How To Install Hadoop 1.2.1.1 From Apa Hadoop 1.3.2 To 1.4.2 (Hadoop) Contents Download and install Java JDK... 1 Download the Hadoop tar ball... 1 Update $HOME/.bashrc... 3 Configuration of Hadoop in Pseudo Distributed Mode... 4 Format the newly created cluster to create

More information

Jeffrey D. Ullman slides. MapReduce for data intensive computing

Jeffrey D. Ullman slides. MapReduce for data intensive computing Jeffrey D. Ullman slides MapReduce for data intensive computing Single-node architecture CPU Machine Learning, Statistics Memory Classical Data Mining Disk Commodity Clusters Web data sets can be very

More information

How To Use Hadoop

How To Use Hadoop Hadoop in Action Justin Quan March 15, 2011 Poll What s to come Overview of Hadoop for the uninitiated How does Hadoop work? How do I use Hadoop? How do I get started? Final Thoughts Key Take Aways Hadoop

More information

Big Data With Hadoop

Big Data With Hadoop With Saurabh Singh [email protected] The Ohio State University February 11, 2016 Overview 1 2 3 Requirements Ecosystem Resilient Distributed Datasets (RDDs) Example Code vs Mapreduce 4 5 Source: [Tutorials

More information

Data-Intensive Programming. Timo Aaltonen Department of Pervasive Computing

Data-Intensive Programming. Timo Aaltonen Department of Pervasive Computing Data-Intensive Programming Timo Aaltonen Department of Pervasive Computing Data-Intensive Programming Lecturer: Timo Aaltonen University Lecturer [email protected] Assistants: Henri Terho and Antti

More information

HADOOP ADMINISTATION AND DEVELOPMENT TRAINING CURRICULUM

HADOOP ADMINISTATION AND DEVELOPMENT TRAINING CURRICULUM HADOOP ADMINISTATION AND DEVELOPMENT TRAINING CURRICULUM 1. Introduction 1.1 Big Data Introduction What is Big Data Data Analytics Bigdata Challenges Technologies supported by big data 1.2 Hadoop Introduction

More information

!"#$%&' ( )%#*'+,'-#.//"0( !"#$"%&'()*$+()',!-+.'/', 4(5,67,!-+!"89,:*$;'0+$.<.,&0$'09,&)"/=+,!()<>'0, 3, Processing LARGE data sets

!#$%&' ( )%#*'+,'-#.//0( !#$%&'()*$+()',!-+.'/', 4(5,67,!-+!89,:*$;'0+$.<.,&0$'09,&)/=+,!()<>'0, 3, Processing LARGE data sets !"#$%&' ( Processing LARGE data sets )%#*'+,'-#.//"0( Framework for o! reliable o! scalable o! distributed computation of large data sets 4(5,67,!-+!"89,:*$;'0+$.

More information

Overview. Big Data in Apache Hadoop. - HDFS - MapReduce in Hadoop - YARN. https://hadoop.apache.org. Big Data Management and Analytics

Overview. Big Data in Apache Hadoop. - HDFS - MapReduce in Hadoop - YARN. https://hadoop.apache.org. Big Data Management and Analytics Overview Big Data in Apache Hadoop - HDFS - MapReduce in Hadoop - YARN https://hadoop.apache.org 138 Apache Hadoop - Historical Background - 2003: Google publishes its cluster architecture & DFS (GFS)

More information

Complete Java Classes Hadoop Syllabus Contact No: 8888022204

Complete Java Classes Hadoop Syllabus Contact No: 8888022204 1) Introduction to BigData & Hadoop What is Big Data? Why all industries are talking about Big Data? What are the issues in Big Data? Storage What are the challenges for storing big data? Processing What

More information

Introduc)on to the MapReduce Paradigm and Apache Hadoop. Sriram Krishnan [email protected]

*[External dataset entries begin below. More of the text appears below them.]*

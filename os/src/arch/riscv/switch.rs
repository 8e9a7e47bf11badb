//! 上下文切换

use core::arch::{asm, global_asm};
use mm::AddressSpace;
use task::{ContextSwitch, TaskContext, TrapFrame};

global_asm!(include_str!("switch.S"));

unsafe extern "C" {
    unsafe fn __switch(old: *mut TaskContext, new: *const TaskContext);
}

/// RISC-V 上下文切换
pub struct RiscvSwitch;

impl ContextSwitch for RiscvSwitch {
    unsafe fn switch(&self, old: *mut TaskContext, new: *const TaskContext) {
        unsafe { __switch(old, new) };
    }

    fn first_run_entry(&self) -> usize {
        super::trap::first_run_entry()
    }

    /// 安装进程页表，sscratch 指向它的陷阱快照，并让 sret 回到 S 态且打开中断
    fn prepare(&self, space: AddressSpace, trap_frame: *mut TrapFrame) {
        // SAFETY: 每个进程页表都恒等映射了内核 RAM，切换 satp 后内核代码与数据仍然可访问
        unsafe {
            asm!("csrw satp, {}", "sfence.vma", in(reg) space.satp());
            asm!("csrw sscratch, {}", in(reg) trap_frame as usize);
            super::intr::prepare_sret_to_process();
        }
    }
}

Introduc)on to the MapReduce Paradigm and Apache Hadoop. Sriram Krishnan sriram@sdsc.edu Introduc)on to the MapReduce Paradigm and Apache Hadoop Sriram Krishnan [email protected] Programming Model The computa)on takes a set of input key/ value pairs, and Produces a set of output key/value pairs.

More information

Hadoop Distributed File System. Dhruba Borthakur Apache Hadoop Project Management Committee [email protected] June 3 rd, 2008

Hadoop Distributed File System. Dhruba Borthakur Apache Hadoop Project Management Committee dhruba@apache.org June 3 rd, 2008 Hadoop Distributed File System Dhruba Borthakur Apache Hadoop Project Management Committee [email protected] June 3 rd, 2008 Who Am I? Hadoop Developer Core contributor since Hadoop s infancy Focussed

More information

Hadoop Distributed File System. T-111.5550 Seminar On Multimedia 2009-11-11 Eero Kurkela

Hadoop Distributed File System. T-111.5550 Seminar On Multimedia 2009-11-11 Eero Kurkela Hadoop Distributed File System T-111.5550 Seminar On Multimedia 2009-11-11 Eero Kurkela Agenda Introduction Flesh and bones of HDFS Architecture Accessing data Data replication strategy Fault tolerance

More information

CS54100: Database Systems

CS54100: Database Systems CS54100: Database Systems Cloud Databases: The Next Post- Relational World 18 April 2012 Prof. Chris Clifton Beyond RDBMS The Relational Model is too limiting! Simple data model doesn t capture semantics

More information

ITG Software Engineering

ITG Software Engineering Introduction to Apache Hadoop Course ID: Page 1 Last Updated 12/15/2014 Introduction to Apache Hadoop Course Overview: This 5 day course introduces the student to the Hadoop architecture, file system,

More information

Peers Techno log ies Pv t. L td. HADOOP

Peers Techno log ies Pv t. L td. HADOOP Page 1 Peers Techno log ies Pv t. L td. Course Brochure Overview Hadoop is a Open Source from Apache, which provides reliable storage and faster process by using the Hadoop distibution file system and

More information

Apache Hadoop. Alexandru Costan

Apache Hadoop. Alexandru Costan 1 Apache Hadoop Alexandru Costan Big Data Landscape No one-size-fits-all solution: SQL, NoSQL, MapReduce, No standard, except Hadoop 2 Outline What is Hadoop? Who uses it? Architecture HDFS MapReduce Open

More information

HDFS. Hadoop Distributed File System

HDFS. Hadoop Distributed File System HDFS Kevin Swingler Hadoop Distributed File System File system designed to store VERY large files Streaming data access Running across clusters of commodity hardware Resilient to node failure 1 Large files

More information

Lecture 5: GFS & HDFS! Claudia Hauff (Web Information Systems)! [email protected]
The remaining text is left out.